* _Task description_: Take the records below and print them verbatim up to and including the line that carries "pub const CONTACT_FORM: u8 = 1;".

* _Material to process_:
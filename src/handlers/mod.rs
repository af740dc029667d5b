// HTTP handlers for the post/redirect/get demo forms
pub mod contact;
pub mod health;
pub mod types;

pub use contact::{default_fields, show_forms, submit_contact, submit_newsletter};
pub use health::health;
pub use types::{ContactSubmission, FormsPage, NewsletterSubmission};

use actix_web::web;

/// Form id of the contact form
pub const CONTACT_FORM: u8 = 1;

/// Form id of the newsletter sign-up form
pub const NEWSLETTER_FORM: u8 = 2;

/// Forms rendered on the demo page
pub const PAGE_FORMS: &[u8] = &[CONTACT_FORM, NEWSLETTER_FORM];

pub fn configure_services(cfg: &mut web::ServiceConfig) {
    cfg.route("/contact", web::get().to(show_forms))
        .route("/contact", web::post().to(submit_contact))
        .route("/newsletter", web::post().to(submit_newsletter))
        .route("/ping", web::get().to(health));
}
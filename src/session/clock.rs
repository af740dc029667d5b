use chrono::{DateTime, Utc};

/// Time source for entry expiry, replaceable in tests
pub trait Clock: Send + Sync {
    fn now(&self) -> DateTime<Utc>;
}

/// Wall clock
#[derive(Debug, Default, Clone, Copy)]
pub struct SystemClock;

impl Clock for SystemClock {
    fn now(&self) -> DateTime<Utc> {
        Utc::now()
    }
}
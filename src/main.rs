#![warn(clippy::pedantic)]
#![warn(clippy::cargo)]
#![allow(clippy::multiple_crate_versions)]

use actix_web::{middleware::Logger, web, App, HttpServer};
use anyhow::Context;
use flashform::{
    handlers::configure_services, models::Field, session::SessionManager,
    settings::FlashSettings,
};

#[actix_web::main]
async fn main() -> std::io::Result<()> {
    // Load configuration from Settings.toml and environment variables
    // This also initializes the logger
    let settings = FlashSettings::load()
        .map_err(|e| std::io::Error::other(format!("Failed to load settings: {e}")))?;

    start_server(settings)
        .await
        .map_err(|e| std::io::Error::other(format!("{e:#}")))
}

/// Start the demo server with a swept form session cache
///
/// # Errors
///
/// Returns an error if:
/// - The session cache cannot be created
/// - Server binding fails
/// - Server fails to start
async fn start_server(settings: FlashSettings) -> anyhow::Result<()> {
    let bind_address = settings.get_bind_address();
    print_startup_info(&bind_address, &settings);

    let sessions: SessionManager<Field> =
        SessionManager::from_settings(&settings).context("Failed to create session cache")?;
    let sessions = web::Data::new(sessions);

    HttpServer::new(move || {
        App::new()
            .app_data(sessions.clone())
            .wrap(Logger::default())
            .configure(configure_services)
    })
    .bind(&bind_address)
    .with_context(|| format!("Failed to bind {bind_address}"))?
    .run()
    .await
    .context("Server error")
}

fn print_startup_info(bind_address: &str, settings: &FlashSettings) {
    println!(
        "Starting flashform {} on http://{bind_address}",
        flashform::VERSION
    );
    println!(
        "Form sessions: ttl {}s, swept every {}s, cookie '{}'",
        settings.session.ttl_seconds,
        settings.session.sweep_interval_seconds,
        settings.session.cookie_name
    );
    println!();
    println!("Endpoints:");
    println!("  GET  /contact    - Page forms with the previous submission's result");
    println!("  POST /contact    - Submit the contact form");
    println!("  POST /newsletter - Submit the newsletter form");
    println!("  GET  /ping       - Health check");
}
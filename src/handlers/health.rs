use actix_web::{HttpResponse, Result};
use serde::Serialize;

#[derive(Serialize)]
struct HealthResponse {
    status: &'static str,
    message: &'static str,
}

/// Health check handler
pub async fn health() -> Result<HttpResponse> {
    Ok(HttpResponse::Ok().json(HealthResponse {
        status: "ok",
        message: "flashform is running",
    }))
}
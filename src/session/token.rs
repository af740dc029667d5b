//! Session token generation
//!
//! Tokens are 24 characters drawn uniformly from every byte that may appear
//! unquoted in a cookie value. Index selection goes through
//! [`rand::Rng::random_range`], which rejects samples outside the largest
//! multiple of the alphabet size, so no symbol is favoured.

use rand::rngs::StdRng;
use rand::{Rng, SeedableRng};
use std::sync::{Mutex, PoisonError};

/// Number of characters in a session token
pub const TOKEN_LENGTH: usize = 24;

/// Every byte accepted by [`is_cookie_value_byte`], in ascending order
pub const ALPHABET: &[u8] =
    b" !#$%&'()*+,-./0123456789:<=>?@ABCDEFGHIJKLMNOPQRSTUVWXYZ[]^_`abcdefghijklmnopqrstuvwxyz{|}~";

/// Whether a byte may appear in a cookie value without quoting
#[must_use]
pub const fn is_cookie_value_byte(b: u8) -> bool {
    0x20 <= b && b < 0x7f && b != b'"' && b != b';' && b != b'\\'
}

/// Source of fresh session tokens
pub trait TokenSource: Send + Sync {
    fn generate(&self) -> String;
}

/// Build a token by drawing each character from `rng`
pub fn generate_with<R: Rng + ?Sized>(rng: &mut R) -> String {
    (0..TOKEN_LENGTH)
        .map(|_| char::from(ALPHABET[rng.random_range(0..ALPHABET.len())]))
        .collect()
}

/// Tokens from the thread-local OS-seeded generator
#[derive(Debug, Default, Clone, Copy)]
pub struct RandomTokenSource;

impl TokenSource for RandomTokenSource {
    fn generate(&self) -> String {
        generate_with(&mut rand::rng())
    }
}

/// Reproducible tokens from a seeded generator
#[derive(Debug)]
pub struct SeededTokenSource {
    rng: Mutex<StdRng>,
}

impl SeededTokenSource {
    #[must_use]
    pub fn new(seed: u64) -> Self {
        Self {
            rng: Mutex::new(StdRng::seed_from_u64(seed)),
        }
    }
}

impl TokenSource for SeededTokenSource {
    fn generate(&self) -> String {
        let mut rng = self.rng.lock().unwrap_or_else(PoisonError::into_inner);
        generate_with(&mut *rng)
    }
}

/// Shortened token for log output
pub(crate) fn token_prefix(token: &str) -> &str {
    token.get(..4).unwrap_or(token)
}
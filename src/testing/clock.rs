use chrono::{DateTime, Duration, Utc};
use std::sync::{Mutex, PoisonError};

use crate::session::Clock;

/// Clock that only moves when told to
#[derive(Debug)]
pub struct ManualClock {
    now: Mutex<DateTime<Utc>>,
}

impl Default for ManualClock {
    fn default() -> Self {
        Self::at(DateTime::<Utc>::UNIX_EPOCH + Duration::days(20_000))
    }
}

impl ManualClock {
    #[must_use]
    pub fn at(now: DateTime<Utc>) -> Self {
        Self {
            now: Mutex::new(now),
        }
    }

    pub fn advance(&self, by: Duration) {
        let mut now = self.now.lock().unwrap_or_else(PoisonError::into_inner);
        *now += by;
    }
}

impl Clock for ManualClock {
    fn now(&self) -> DateTime<Utc> {
        *self.now.lock().unwrap_or_else(PoisonError::into_inner)
    }
}
//! HTTP request builders for testing handlers
//!
//! Cookies are written into a raw `Cookie` header so token characters reach
//! the handler exactly as a browser would send them.

use actix_web::cookie::Cookie;
use actix_web::http::header::{self, HeaderMap};
use actix_web::http::Method;
use actix_web::{test, HttpRequest};

/// Builder for creating HTTP requests for testing
pub struct RequestBuilder {
    method: Method,
    uri: String,
    cookies: Vec<(String, String)>,
}

impl Default for RequestBuilder {
    fn default() -> Self {
        Self::new()
    }
}

impl RequestBuilder {
    #[must_use]
    pub fn new() -> Self {
        Self {
            method: Method::GET,
            uri: "/".to_string(),
            cookies: Vec::new(),
        }
    }

    #[must_use]
    pub fn method(mut self, method: Method) -> Self {
        self.method = method;
        self
    }

    #[must_use]
    pub fn uri(mut self, uri: &str) -> Self {
        self.uri = uri.to_string();
        self
    }

    /// Add a cookie sent verbatim
    #[must_use]
    pub fn cookie(mut self, name: &str, value: &str) -> Self {
        self.cookies.push((name.to_string(), value.to_string()));
        self
    }

    /// Raw `Cookie` header value for the configured cookies
    #[must_use]
    pub fn cookie_header(&self) -> Option<String> {
        if self.cookies.is_empty() {
            return None;
        }
        Some(
            self.cookies
                .iter()
                .map(|(name, value)| format!("{name}={value}"))
                .collect::<Vec<_>>()
                .join("; "),
        )
    }

    /// Build an actix test request
    #[must_use]
    pub fn to_test_request(&self) -> test::TestRequest {
        let mut req = test::TestRequest::default()
            .method(self.method.clone())
            .uri(&self.uri);
        if let Some(raw) = self.cookie_header() {
            req = req.insert_header((header::COOKIE, raw));
        }
        req
    }

    #[must_use]
    pub fn build(&self) -> HttpRequest {
        self.to_test_request().to_http_request()
    }

    /// Request carrying the session cookie a previous response set
    #[must_use]
    pub fn with_session_cookie(cookie: &Cookie<'_>) -> HttpRequest {
        Self::new().cookie(cookie.name(), cookie.value()).build()
    }

    /// Request with no headers
    #[must_use]
    pub fn empty() -> HttpRequest {
        Self::new().build()
    }
}

/// Raw values of every `Set-Cookie` header named `name`, in order.
///
/// Values are cut at the first `;` without trimming or percent-decoding, so
/// tokens starting or ending with a space survive.
#[must_use]
pub fn set_cookie_values(headers: &HeaderMap, name: &str) -> Vec<String> {
    headers
        .get_all(header::SET_COOKIE)
        .filter_map(|value| value.to_str().ok())
        .filter_map(|raw| {
            let pair = raw.split(';').next()?;
            let (cookie_name, value) = pair.split_once('=')?;
            (cookie_name == name).then(|| value.to_string())
        })
        .collect()
}

#[cfg(test)]
mod tests {
    use super::*;
    use core::prelude::v1::test;

    #[test]
    fn test_cookie_header_joins_cookies() {
        let builder = RequestBuilder::new().cookie("a", "1").cookie("s", "x%y");
        assert_eq!(builder.cookie_header().as_deref(), Some("a=1; s=x%y"));
        assert_eq!(RequestBuilder::new().cookie_header(), None);
    }

    #[test]
    fn test_set_cookie_values_keep_spaces() {
        let mut headers = HeaderMap::new();
        headers.append(
            header::SET_COOKIE,
            header::HeaderValue::from_static("s= a%41 ; HttpOnly; Max-Age=120"),
        );
        headers.append(
            header::SET_COOKIE,
            header::HeaderValue::from_static("other=1"),
        );
        assert_eq!(set_cookie_values(&headers, "s"), vec![" a%41 ".to_string()]);
    }

    #[test]
    fn test_build_sets_method_and_uri() {
        let req = RequestBuilder::new()
            .method(Method::POST)
            .uri("/contact")
            .build();
        assert_eq!(req.method(), Method::POST);
        assert_eq!(req.path(), "/contact");
    }
}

* _Result of the task_:
filename src/handlers/mod.rs
repository af740dc029667d5b
// HTTP handlers for the post/redirect/get demo forms
pub mod contact;
pub mod health;
pub mod types;

pub use contact::{default_fields, show_forms, submit_contact, submit_newsletter};
pub use health::health;
pub use types::{ContactSubmission, FormsPage, NewsletterSubmission};

use actix_web::web;

/// Form id of the contact form
pub const CONTACT_FORM: u8 = 1;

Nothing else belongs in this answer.